Records shown Block Start

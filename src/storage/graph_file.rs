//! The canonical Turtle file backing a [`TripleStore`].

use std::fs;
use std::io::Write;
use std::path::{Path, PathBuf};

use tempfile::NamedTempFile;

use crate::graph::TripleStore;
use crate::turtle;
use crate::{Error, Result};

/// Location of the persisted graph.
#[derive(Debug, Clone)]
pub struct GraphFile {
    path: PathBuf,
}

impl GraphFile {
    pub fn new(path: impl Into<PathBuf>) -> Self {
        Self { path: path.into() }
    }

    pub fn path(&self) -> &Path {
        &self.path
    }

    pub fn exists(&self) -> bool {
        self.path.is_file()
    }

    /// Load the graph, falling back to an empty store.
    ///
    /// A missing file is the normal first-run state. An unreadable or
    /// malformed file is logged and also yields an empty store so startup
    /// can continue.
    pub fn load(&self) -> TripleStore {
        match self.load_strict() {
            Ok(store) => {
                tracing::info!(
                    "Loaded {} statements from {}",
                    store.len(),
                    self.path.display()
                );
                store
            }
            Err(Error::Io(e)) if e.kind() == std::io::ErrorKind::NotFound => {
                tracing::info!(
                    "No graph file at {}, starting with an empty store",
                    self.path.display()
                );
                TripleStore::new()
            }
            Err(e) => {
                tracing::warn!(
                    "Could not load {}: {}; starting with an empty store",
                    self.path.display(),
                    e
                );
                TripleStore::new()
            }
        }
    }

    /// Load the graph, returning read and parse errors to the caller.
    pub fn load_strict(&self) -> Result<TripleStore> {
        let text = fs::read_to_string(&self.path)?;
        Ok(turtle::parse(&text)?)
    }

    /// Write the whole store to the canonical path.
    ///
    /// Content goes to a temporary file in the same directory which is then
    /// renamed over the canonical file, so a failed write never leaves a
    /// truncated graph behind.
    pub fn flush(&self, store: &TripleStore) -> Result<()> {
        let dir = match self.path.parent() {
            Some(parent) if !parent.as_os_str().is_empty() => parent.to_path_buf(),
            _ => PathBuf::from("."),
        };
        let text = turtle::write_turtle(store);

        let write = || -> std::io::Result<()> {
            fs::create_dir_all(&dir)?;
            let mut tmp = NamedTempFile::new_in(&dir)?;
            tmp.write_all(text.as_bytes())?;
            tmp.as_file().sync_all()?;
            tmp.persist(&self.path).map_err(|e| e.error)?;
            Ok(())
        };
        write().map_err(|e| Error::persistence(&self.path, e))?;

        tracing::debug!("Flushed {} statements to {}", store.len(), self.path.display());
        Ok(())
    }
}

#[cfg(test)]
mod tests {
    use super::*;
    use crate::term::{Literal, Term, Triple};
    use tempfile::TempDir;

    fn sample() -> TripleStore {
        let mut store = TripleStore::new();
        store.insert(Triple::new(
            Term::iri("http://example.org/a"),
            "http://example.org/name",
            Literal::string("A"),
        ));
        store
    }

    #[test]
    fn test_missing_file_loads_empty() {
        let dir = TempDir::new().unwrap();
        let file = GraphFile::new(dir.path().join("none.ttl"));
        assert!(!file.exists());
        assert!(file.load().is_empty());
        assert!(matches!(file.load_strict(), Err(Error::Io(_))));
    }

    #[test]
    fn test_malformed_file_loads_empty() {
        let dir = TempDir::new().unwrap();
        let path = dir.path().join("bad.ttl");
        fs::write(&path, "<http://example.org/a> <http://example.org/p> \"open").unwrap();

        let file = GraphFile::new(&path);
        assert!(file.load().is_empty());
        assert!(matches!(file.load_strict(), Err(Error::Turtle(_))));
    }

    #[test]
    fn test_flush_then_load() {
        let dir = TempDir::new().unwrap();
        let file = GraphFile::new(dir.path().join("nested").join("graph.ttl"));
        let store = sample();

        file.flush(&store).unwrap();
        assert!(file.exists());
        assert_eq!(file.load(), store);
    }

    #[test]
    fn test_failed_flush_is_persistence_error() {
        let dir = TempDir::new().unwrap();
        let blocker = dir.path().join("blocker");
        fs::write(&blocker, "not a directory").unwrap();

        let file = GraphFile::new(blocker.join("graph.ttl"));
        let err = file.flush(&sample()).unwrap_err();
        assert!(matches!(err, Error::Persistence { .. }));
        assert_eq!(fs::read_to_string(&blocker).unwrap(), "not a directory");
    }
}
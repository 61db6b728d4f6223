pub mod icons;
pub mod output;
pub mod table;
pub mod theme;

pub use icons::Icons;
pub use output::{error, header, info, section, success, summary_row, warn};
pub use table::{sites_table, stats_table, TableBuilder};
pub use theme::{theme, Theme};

Records shown Block End

» What this task involves: Nothing is to be left out, and every entry is to be transcribed exactly.

» Your response:
filename src/storage/graph_file.rs
//! The canonical Turtle file backing a [`TripleStore`].

use std::fs;
use std::io::Write;
use std::path::{Path, PathBuf};

use tempfile::NamedTempFile;

use crate::graph::TripleStore;
use crate::turtle;
use crate::{Error, Result};

/// Location of the persisted graph.
#[derive(Debug, Clone)]
pub struct GraphFile {
    path: PathBuf,
}

impl GraphFile {
    pub fn new(path: impl Into<PathBuf>) -> Self {
        Self { path: path.into() }
    }

    pub fn path(&self) -> &Path {
        &self.path
    }

    pub fn exists(&self) -> bool {
        self.path.is_file()
    }

    /// Load the graph, falling back to an empty store.
    ///
    /// A missing file is the normal first-run state. An unreadable or
    /// malformed file is logged and also yields an empty store so startup
    /// can continue.
    pub fn load(&self) -> TripleStore {
        match self.load_strict() {
            Ok(store) => {
                tracing::info!(
                    "Loaded {} statements from {}",
                    store.len(),
                    self.path.display()
                );
                store
            }
            Err(Error::Io(e)) if e.kind() == std::io::ErrorKind::NotFound => {
                tracing::info!(
                    "No graph file at {}, starting with an empty store",
                    self.path.display()
                );
                TripleStore::new()
            }
            Err(e) => {
                tracing::warn!(
                    "Could not load {}: {}; starting with an empty store",
                    self.path.display(),
                    e
                );
                TripleStore::new()
            }
        }
    }

    /// Load the graph, returning read and parse errors to the caller.
    pub fn load_strict(&self) -> Result<TripleStore> {
        let text = fs::read_to_string(&self.path)?;
        Ok(turtle::parse(&text)?)
    }

    /// Write the whole store to the canonical path.
    ///
    /// Content goes to a temporary file in the same directory which is then
    /// renamed over the canonical file, so a failed write never leaves a
    /// truncated graph behind.
    pub fn flush(&self, store: &TripleStore) -> Result<()> {
        let dir = match self.path.parent() {
            Some(parent) if !parent.as_os_str().is_empty() => parent.to_path_buf(),
            _ => PathBuf::from("."),
        };
        let text = turtle::write_turtle(store);

        let write = || -> std::io::Result<()> {
            fs::create_dir_all(&dir)?;
            let mut tmp = NamedTempFile::new_in(&dir)?;
            tmp.write_all(text.as_bytes())?;
            tmp.as_file().sync_all()?;
            tmp.persist(&self.path).map_err(|e| e.error)?;
            Ok(())
        };
        write().map_err(|e| Error::persistence(&self.path, e))?;

        tracing::debug!("Flushed {} statements to {}", store.len(), self.path.display());
        Ok(())
    }
}

#[cfg(test)]
mod tests {
    use super::*;
    use crate::term::{Literal, Term, Triple};
    use tempfile::TempDir;

    fn sample() -> TripleStore {
        let mut store = TripleStore::new();
        store.insert(Triple::new(
            Term::iri("http://example.org/a"),
            "http://example.org/name",
            Literal::string("A"),
        ));
        store
    }

    #[test]
    fn test_missing_file_loads_empty() {
        let dir = TempDir::new().unwrap();
        let file = GraphFile::new(dir.path().join("none.ttl"));
        assert!(!file.exists());
        assert!(file.load().is_empty());
        assert!(matches!(file.load_strict(), Err(Error::Io(_))));
    }

    #[test]
    fn test_malformed_file_loads_empty() {
        let dir = TempDir::new().unwrap();
        let path = dir.path().join("bad.ttl");
        fs::write(&path, "<http://example.org/a> <http://example.org/p> \"open").unwrap();

        let file = GraphFile::new(&path);
        assert!(file.load().is_empty());
        assert!(matches!(file.load_strict(), Err(Error::Turtle(_))));
    }

    #[test]
    fn test_flush_then_load() {
        let dir = TempDir::new().unwrap();
        let file = GraphFile::new(dir.path().join("nested").join("graph.ttl"));
        let store = sample();

        file.flush(&store).unwrap();
        assert!(file.exists());
        assert_eq!(file.load(), store);
    }

    #[test]
    fn test_failed_flush_is_persistence_error() {
        let dir = TempDir::new().unwrap();
        let blocker = dir.path().join("blocker");
        fs::write(&blocker, "not a directory").unwrap();

        let file = GraphFile::new(blocker.join("graph.ttl"));
        let err = file.flush(&sample()).unwrap_err();
        assert!(matches!(err, Error::Persistence { .. }));
        assert_eq!(fs::read_to_string(&blocker).unwrap(), "not a directory");
    }
}
repository 61db6b728d4f6223
pub mod icons;
pub mod output;
pub mod table;
pub mod theme;

pub use icons::Icons;
pub use output::{error, header, info, section, success, summary_row, warn};
pub use table::{sites_table, stats_table, TableBuilder};
pub use theme::{theme, Theme};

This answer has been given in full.